■ **Problem statement**:
In how many lines of the data does the word "assert" appear? Give the number by itself.

⟨

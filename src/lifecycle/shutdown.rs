//! Shutdown coordination.

use std::sync::Arc;
use std::time::Duration;

use tokio::sync::watch;
use tokio::time::Instant;

/// Cancellation handle with an optional deadline.
///
/// Clones share state: cancelling any clone wakes every observer. A latched
/// `watch` channel is used so observers that subscribe after cancellation
/// still see it.
#[derive(Clone, Debug)]
pub struct ShutdownContext {
    inner: Arc<Inner>,
}

#[derive(Debug)]
struct Inner {
    deadline: Option<Instant>,
    tx: watch::Sender<bool>,
}

impl ShutdownContext {
    /// A context that only ends through [`cancel`](Self::cancel).
    pub fn never() -> Self {
        Self::build(None)
    }

    /// A context that also ends once `window` has elapsed from now.
    pub fn with_timeout(window: Duration) -> Self {
        Self::build(Some(Instant::now() + window))
    }

    fn build(deadline: Option<Instant>) -> Self {
        let (tx, _) = watch::channel(false);
        Self {
            inner: Arc::new(Inner { deadline, tx }),
        }
    }

    /// Cancel the context. Returns `true` only for the call that flipped it.
    pub fn cancel(&self) -> bool {
        let flipped = self.inner.tx.send_if_modified(|cancelled| {
            if *cancelled {
                false
            } else {
                *cancelled = true;
                true
            }
        });
        if flipped {
            tracing::debug!("Shutdown context cancelled");
        }
        flipped
    }

    /// True once cancelled or past the deadline.
    pub fn is_cancelled(&self) -> bool {
        *self.inner.tx.borrow() || self.expired()
    }

    fn expired(&self) -> bool {
        self.inner.deadline.is_some_and(|d| Instant::now() >= d)
    }

    pub fn deadline(&self) -> Option<Instant> {
        self.inner.deadline
    }

    /// Time left before the deadline, `None` if there is none.
    pub fn remaining(&self) -> Option<Duration> {
        self.inner
            .deadline
            .map(|d| d.saturating_duration_since(Instant::now()))
    }

    /// Wait until the context is cancelled or its deadline passes.
    pub async fn cancelled(&self) {
        let mut rx = self.inner.tx.subscribe();
        let signalled = async move {
            // The sender lives in `inner`, so the channel cannot close here.
            let _ = rx.wait_for(|cancelled| *cancelled).await;
        };

        match self.inner.deadline {
            Some(deadline) => {
                tokio::select! {
                    _ = signalled => {}
                    _ = tokio::time::sleep_until(deadline) => {}
                }
            }
            None => signalled.await,
        }
    }
}

#[cfg(test)]
mod tests {
    use super::*;

    #[test]
    fn test_cancel_is_idempotent() {
        let ctx = ShutdownContext::never();
        assert!(!ctx.is_cancelled());
        assert!(ctx.cancel());
        assert!(!ctx.cancel());
        assert!(ctx.is_cancelled());
    }

    #[test]
    fn test_deadline() {
        let ctx = ShutdownContext::with_timeout(Duration::from_secs(10));
        let remaining = ctx.remaining().unwrap();
        assert!(remaining <= Duration::from_secs(10));
        assert!(remaining > Duration::from_secs(9));
        assert!(!ctx.is_cancelled());

        assert!(ShutdownContext::never().remaining().is_none());
    }

    #[tokio::test]
    async fn test_never_does_not_expire() {
        let ctx = ShutdownContext::never();
        let waited = tokio::time::timeout(Duration::from_millis(100), ctx.cancelled()).await;
        assert!(waited.is_err());
    }

    #[tokio::test]
    async fn test_deadline_expires() {
        let ctx = ShutdownContext::with_timeout(Duration::from_millis(20));
        tokio::time::timeout(Duration::from_secs(1), ctx.cancelled())
            .await
            .expect("deadline should fire");
        assert!(ctx.is_cancelled());
    }

    #[tokio::test]
    async fn test_cancel_wakes_all_observers() {
        let ctx = ShutdownContext::never();
        let mut waiters = Vec::new();
        for _ in 0..4 {
            let observer = ctx.clone();
            waiters.push(tokio::spawn(async move { observer.cancelled().await }));
        }

        tokio::time::sleep(Duration::from_millis(10)).await;
        ctx.cancel();
        ctx.cancel();

        for waiter in waiters {
            tokio::time::timeout(Duration::from_secs(1), waiter)
                .await
                .expect("observer should wake")
                .unwrap();
        }

        // Late observers see the latched state.
        tokio::time::timeout(Duration::from_millis(50), ctx.cancelled())
            .await
            .expect("late observer should not block");
    }
}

⟩

■ **Written answer**:
10